This waiting is so hard. Monday has come and gone. The family meeting didn’t happen but is rescheduled for today at 3pm. Reason being that EEG results aren’t back and an MRI is yet to be done. Another 24hrs will be telling as he remains unconscious and unresponsive. I have been able to speak with the staff/specialists and Chris is receiving wonderful care but this waiting, not knowing is crippling and heartbreaking for us all.
My sister and daughter are staying with me another day. They will both have to return to their respective homes soon. They want /need to know what is happening with Chris before they go.

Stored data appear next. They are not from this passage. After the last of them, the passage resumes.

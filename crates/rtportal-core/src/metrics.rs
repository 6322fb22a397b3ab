//! Request metrics: rate, errors by kind, and latency.

use serde::{Deserialize, Serialize};
use std::sync::Arc;
use std::sync::atomic::{AtomicU64, Ordering};
use std::time::{Duration, Instant};

/// How a request ended.
#[derive(Debug, Clone, Copy, PartialEq, Eq)]
pub enum Outcome {
    /// Caller received a success reply.
    Success,
    /// Pid translation failed; nothing was sent downstream.
    MappingFailed,
    /// RealtimeKit returned an error.
    DownstreamFailed,
    /// RealtimeKit returned a malformed value.
    InvalidResponse,
    /// The request future was dropped before completing.
    Abandoned,
}

impl Outcome {
    const COUNT: usize = 5;

    const fn index(self) -> usize {
        match self {
            Self::Success => 0,
            Self::MappingFailed => 1,
            Self::DownstreamFailed => 2,
            Self::InvalidResponse => 3,
            Self::Abandoned => 4,
        }
    }
}

/// Forwarder metrics.
///
/// Cloning shares the counters, so every request can hold a handle.
#[derive(Debug, Clone)]
pub struct ForwarderMetrics {
    inner: Arc<Counters>,
}

#[derive(Debug)]
struct Counters {
    received: AtomicU64,
    outcomes: [AtomicU64; Outcome::COUNT],
    // Microseconds
    latency_total_us: AtomicU64,
    latency_peak_us: AtomicU64,
    since: Instant,
}

impl ForwarderMetrics {
    /// Creates zeroed counters.
    #[must_use]
    pub fn new() -> Self {
        Self {
            inner: Arc::new(Counters {
                received: AtomicU64::new(0),
                outcomes: std::array::from_fn(|_| AtomicU64::new(0)),
                latency_total_us: AtomicU64::new(0),
                latency_peak_us: AtomicU64::new(0),
                since: Instant::now(),
            }),
        }
    }

    /// Counts a newly received request.
    pub fn record_request(&self) {
        self.inner.received.fetch_add(1, Ordering::Relaxed);
    }

    /// Records how a request ended and how long it took.
    pub fn record_outcome(&self, outcome: Outcome, latency: Duration) {
        self.inner.outcomes[outcome.index()].fetch_add(1, Ordering::Relaxed);

        let us = latency.as_micros() as u64;
        self.inner.latency_total_us.fetch_add(us, Ordering::Relaxed);
        self.inner.latency_peak_us.fetch_max(us, Ordering::Relaxed);
    }

    fn count(&self, outcome: Outcome) -> u64 {
        self.inner.outcomes[outcome.index()].load(Ordering::Relaxed)
    }

    fn finished(&self) -> u64 {
        self.inner
            .outcomes
            .iter()
            .map(|c| c.load(Ordering::Relaxed))
            .sum()
    }

    /// Returns total requests received.
    #[must_use]
    pub fn requests_total(&self) -> u64 {
        self.inner.received.load(Ordering::Relaxed)
    }

    /// Returns total requests completed successfully.
    #[must_use]
    pub fn successes_total(&self) -> u64 {
        self.count(Outcome::Success)
    }

    /// Returns total failed pid translations.
    #[must_use]
    pub fn mapping_failures(&self) -> u64 {
        self.count(Outcome::MappingFailed)
    }

    /// Returns total errors relayed from RealtimeKit.
    #[must_use]
    pub fn downstream_failures(&self) -> u64 {
        self.count(Outcome::DownstreamFailed)
    }

    /// Returns total malformed property responses.
    #[must_use]
    pub fn invalid_responses(&self) -> u64 {
        self.count(Outcome::InvalidResponse)
    }

    /// Returns total requests dropped before completion.
    #[must_use]
    pub fn abandoned(&self) -> u64 {
        self.count(Outcome::Abandoned)
    }

    /// Returns all requests answered with an error.
    #[must_use]
    pub fn errors_total(&self) -> u64 {
        self.mapping_failures() + self.downstream_failures() + self.invalid_responses()
    }

    /// Returns requests that have not completed yet.
    #[must_use]
    pub fn in_flight(&self) -> u64 {
        self.requests_total().saturating_sub(self.finished())
    }

    /// Mean time from receipt to completion.
    #[must_use]
    pub fn latency_mean(&self) -> Duration {
        match self.finished() {
            0 => Duration::ZERO,
            n => Duration::from_micros(self.inner.latency_total_us.load(Ordering::Relaxed) / n),
        }
    }

    /// Slowest completion seen.
    #[must_use]
    pub fn latency_peak(&self) -> Duration {
        Duration::from_micros(self.inner.latency_peak_us.load(Ordering::Relaxed))
    }

    /// Returns time since the counters were created.
    #[must_use]
    pub fn uptime(&self) -> Duration {
        self.inner.since.elapsed()
    }

    /// Copies the current values.
    #[must_use]
    pub fn snapshot(&self) -> MetricsSnapshot {
        MetricsSnapshot {
            requests_total: self.requests_total(),
            successes_total: self.successes_total(),
            mapping_failures: self.mapping_failures(),
            downstream_failures: self.downstream_failures(),
            invalid_responses: self.invalid_responses(),
            abandoned: self.abandoned(),
            latency_mean_us: self.latency_mean().as_micros() as u64,
            latency_peak_us: self.latency_peak().as_micros() as u64,
            uptime_secs: self.uptime().as_secs(),
        }
    }
}

impl Default for ForwarderMetrics {
    fn default() -> Self {
        Self::new()
    }
}

/// Point-in-time copy of [`ForwarderMetrics`], logged at shutdown.
#[derive(Debug, Clone, PartialEq, Eq, Serialize, Deserialize)]
pub struct MetricsSnapshot {
    /// Total requests received.
    pub requests_total: u64,
    /// Requests completed successfully.
    pub successes_total: u64,
    /// Failed pid translations.
    pub mapping_failures: u64,
    /// Errors relayed from RealtimeKit.
    pub downstream_failures: u64,
    /// Malformed property responses.
    pub invalid_responses: u64,
    /// Requests dropped before completion.
    pub abandoned: u64,
    /// Mean latency in microseconds.
    pub latency_mean_us: u64,
    /// Peak latency in microseconds.
    pub latency_peak_us: u64,
    /// Uptime in seconds.
    pub uptime_secs: u64,
}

Team Maher is handling the communications, we had it down pat from last year. Still doesn’t make it any easier. I can manage the start of a call in a normal fashion but then either I or the person on the other end breaks down. Everyone is concerned and it’s very touching. I really would like to have something to tell them but we are in limbo, waiting and clinging to hope ourselves.
I am catching up with my friends for Tuesday lunch today, we are trying a new place near the hospital. It will be with mixed feelings as we are concerned for Chris yet also thrilled and relieved for Toni who has become a grandmother again. She had been worried as it was a high risk pregnancy. The birth was premature but mum and grandson are doing well.
Life is strange.
Addit: I rang ICU this morning and spoke with the doctor. He told me that the MRI was booked for 1pm and in view of that it would be better to postpone our meeting until tomorrow 3pm!